Protecting Emergency Responders, Volume 2: Community Views of Safety and Health Risks and Personal Protection Needs
Firefighters, law enforcement officers, and emergency medical service responders play a critical role in protecting people and property in the event of fires, medical emergencies, terrorist acts, and numerous other emergencies. The authors examine the hazards that responders face and the personal protective technology needed to contend with those hazards. The findings are based on in-depth discussions with 190 members of the emergency responder community and are intended to help define the protective technology needs of responders and develop a comprehensive personal protective technology research agenda.
Protecting Emergency Responders, Volume 3: Safety Management in Disaster and Terrorism Response
This report addresses the protection of emergency responders against injury, illness, and death when emergencies become disasters. The report covers traditional emergency responders-firefighters, law enforcement officers, and emergency medical personnel-as well as others who engage in response, rescue, and recovery operations, including government and public health professionals; skilled support personnel, such as construction, utility, and transport workers; disaster relief workers; and volunteers. The focus is preparedness (especially planning and training) and management as means of controlling and reducing the hazards emergency responders face. It provides a set of recommendations on how disaster site safety and health management might be improved. The recommendations are consistent with the current standard approach to incident management used widely in emergency response, and with the new National Incident Management System and the National Response Plan.

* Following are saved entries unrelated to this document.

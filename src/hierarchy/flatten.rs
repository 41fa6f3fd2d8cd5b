//! Flatten parent-referencing location records into display order.
//!
//! Output is a pre-order depth-first walk: every root (sorted by name),
//! followed by its children (sorted by name), each child followed by its
//! own subtree.
//!
//! Example (names shown with `·` for the non-breaking spaces):
//! ```text
//! Attic
//! Garage
//! ··↳ Shelf
//! ····↳ Box
//! ```

use super::collation::collate;
use crate::parser::schema::{FlattenedLocation, LocationRecord};
use crate::utils::config::{ValidationPolicy, CHILD_MARKER, INDENT_UNIT};
use crate::utils::error::HierarchyError;
use log::{debug, warn};
use std::collections::HashMap;

/// Flatten locations with the default (lenient) policy
///
/// Orphans are dropped silently; cycles and duplicate ids are still errors.
pub fn flatten(locations: &[LocationRecord]) -> Result<Vec<FlattenedLocation>, HierarchyError> {
    flatten_locations(locations, &ValidationPolicy::default())
}

/// Flatten locations into a depth-ordered, indentation-annotated list
///
/// **Public** - main entry point for hierarchy flattening
///
/// # Arguments
/// * `locations` - Records in any order; may be empty
/// * `policy` - Whether orphaned records are dropped or rejected
///
/// # Returns
/// One entry per reachable record, in display order
///
/// # Algorithm
/// 1. Index ids and reject duplicates
/// 2. Partition into roots and a `parent_id -> children` adjacency map
/// 3. Sort roots and every sibling list by name
/// 4. Walk with an explicit stack, guarding against revisits
/// 5. Classify whatever was not reached as an orphan or a cycle
///
/// # Errors
/// * `HierarchyError::DuplicateId` - Two records share an id
/// * `HierarchyError::Cycle` - Parent references loop
/// * `HierarchyError::Orphan` - A parent is missing (strict policy only)
pub fn flatten_locations(
    locations: &[LocationRecord],
    policy: &ValidationPolicy,
) -> Result<Vec<FlattenedLocation>, HierarchyError> {
    debug!("Flattening {} locations", locations.len());

    let index_by_id = index_ids(locations)?;

    let mut roots: Vec<usize> = Vec::new();
    let mut children: HashMap<&str, Vec<usize>> = HashMap::new();
    for (index, location) in locations.iter().enumerate() {
        match location.parent_id.as_deref() {
            None => roots.push(index),
            Some(parent_id) => children.entry(parent_id).or_default().push(index),
        }
    }

    sort_by_name(&mut roots, locations);
    for siblings in children.values_mut() {
        sort_by_name(siblings, locations);
    }

    let mut visited = vec![false; locations.len()];
    let mut flattened = Vec::with_capacity(locations.len());

    // Pushed in reverse so the smallest name pops first
    let mut stack: Vec<(usize, usize)> = roots.iter().rev().map(|&index| (index, 0)).collect();

    while let Some((index, level)) = stack.pop() {
        if std::mem::replace(&mut visited[index], true) {
            return Err(HierarchyError::Cycle(vec![locations[index].id.clone()]));
        }

        let location = &locations[index];
        flattened.push(flatten_entry(location, level));

        if let Some(kids) = children.get(location.id.as_str()) {
            stack.extend(kids.iter().rev().map(|&child| (child, level + 1)));
        }
    }

    let unreached = locations.len() - flattened.len();
    if unreached > 0 {
        check_unreached(locations, &index_by_id, &visited, policy)?;
        warn!("Dropped {} locations with a missing ancestor", unreached);
    }

    debug!("Flattened {} locations", flattened.len());
    Ok(flattened)
}

/// Build the rendering-ready name for a given depth
///
/// Level 0 keeps the plain name; deeper levels get two non-breaking spaces
/// per level followed by the child marker.
pub fn display_name(name: &str, level: usize) -> String {
    if level == 0 {
        return name.to_string();
    }
    format!("{}{}{}", INDENT_UNIT.repeat(level), CHILD_MARKER, name)
}

/// Copy a record into its flattened form
///
/// **Private** - internal helper for flatten_locations
fn flatten_entry(location: &LocationRecord, level: usize) -> FlattenedLocation {
    FlattenedLocation {
        id: location.id.clone(),
        name: display_name(&location.name, level),
        original_name: location.name.clone(),
        parent_id: location.parent_id.clone(),
        level,
        extra: location.extra.clone(),
    }
}

/// Map ids to input positions
///
/// **Private** - internal helper for flatten_locations
fn index_ids(locations: &[LocationRecord]) -> Result<HashMap<&str, usize>, HierarchyError> {
    let mut index_by_id = HashMap::with_capacity(locations.len());
    for (index, location) in locations.iter().enumerate() {
        if index_by_id.insert(location.id.as_str(), index).is_some() {
            return Err(HierarchyError::DuplicateId(location.id.clone()));
        }
    }
    Ok(index_by_id)
}

/// Stable sort of record positions by collated name
///
/// **Private** - internal helper for flatten_locations
fn sort_by_name(indices: &mut [usize], locations: &[LocationRecord]) {
    indices.sort_by(|&a, &b| collate(&locations[a].name, &locations[b].name));
}

/// Walk the parent chain of every record the traversal never reached
///
/// Each chain either loops (a cycle, always rejected) or ends at a parent id
/// that is not in the input (an orphan, rejected only under a strict policy).
/// Chains already known to end at an orphan are not walked twice.
///
/// **Private** - internal helper for flatten_locations
fn check_unreached(
    locations: &[LocationRecord],
    index_by_id: &HashMap<&str, usize>,
    visited: &[bool],
    policy: &ValidationPolicy,
) -> Result<(), HierarchyError> {
    let mut orphaned = vec![false; locations.len()];

    for start in (0..locations.len()).filter(|&i| !visited[i]) {
        let mut chain: Vec<usize> = Vec::new();
        let mut on_chain: HashMap<usize, usize> = HashMap::new();
        let mut current = start;

        loop {
            if orphaned[current] {
                break;
            }
            if let Some(&position) = on_chain.get(&current) {
                let mut ids: Vec<String> = chain[position..]
                    .iter()
                    .map(|&i| locations[i].id.clone())
                    .collect();
                ids.push(locations[current].id.clone());
                return Err(HierarchyError::Cycle(ids));
            }
            on_chain.insert(current, chain.len());
            chain.push(current);

            // Unvisited records always have a parent id: roots are always reached
            let Some(parent_id) = locations[current].parent_id.as_deref() else {
                break;
            };

            match index_by_id.get(parent_id) {
                Some(&parent) => current = parent,
                None => {
                    if policy.reject_orphans {
                        return Err(HierarchyError::Orphan {
                            id: locations[current].id.clone(),
                            parent_id: parent_id.to_string(),
                        });
                    }
                    debug!(
                        "Location {} references missing parent {}",
                        locations[current].id, parent_id
                    );
                    break;
                }
            }
        }

        for index in chain {
            orphaned[index] = true;
        }
    }

    Ok(())
}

Personal Protective Equipment Guidelines for Structural Collapse Events, Rand Volume 4
This report serves as a technical source for NIOSH incident commander guidelines for emergency response immediately following large structural collapse events. It characterizes response activities and expected hazards, and develops guidelines for selecting appropriate personal protective equipment (PPE). The guidelines focus on three issues that present unique challenges in the response to a multistory-building collapse: (1) protection from biological hazards; (2) protection from inhalation of hazardous materials; and (3) required modifications to responders' typical PPE ensembles because of the duration and intensity of the response. The guidelines also address the need to provide adequate supply of equipment and training so that it is used correctly.
NIOSH Worker Health Chartbook, 2004
DHHS (NIOSH) Publication 2004-146
The Worker Health Chartbook, 2004 is a descriptive epidemiologic reference on occupational morbidity and mortality in the United States. A resource for agencies, organizations, employers, researchers, workers, and others who need to know about occupational injuries and illnesses, the chartbook includes more than 400 figures and tables describing the magnitude, distribution, and trends of the nation's occupational injuries, illnesses, and fatalities.
Emergency Responder Injuries and Fatalities, An Analysis of Surveillance Data
TR-100-NIOSH (Prepared for the National Personal Protective Technology Laboratory, 2004)
This study focuses on firefighting, law enforcement, and emergency medical services personnel. This report is designed to collect and synthesize available data on casualties experienced by the emergency responder population for the purpose of estimating the frequency, causes, and characterization of those casualties.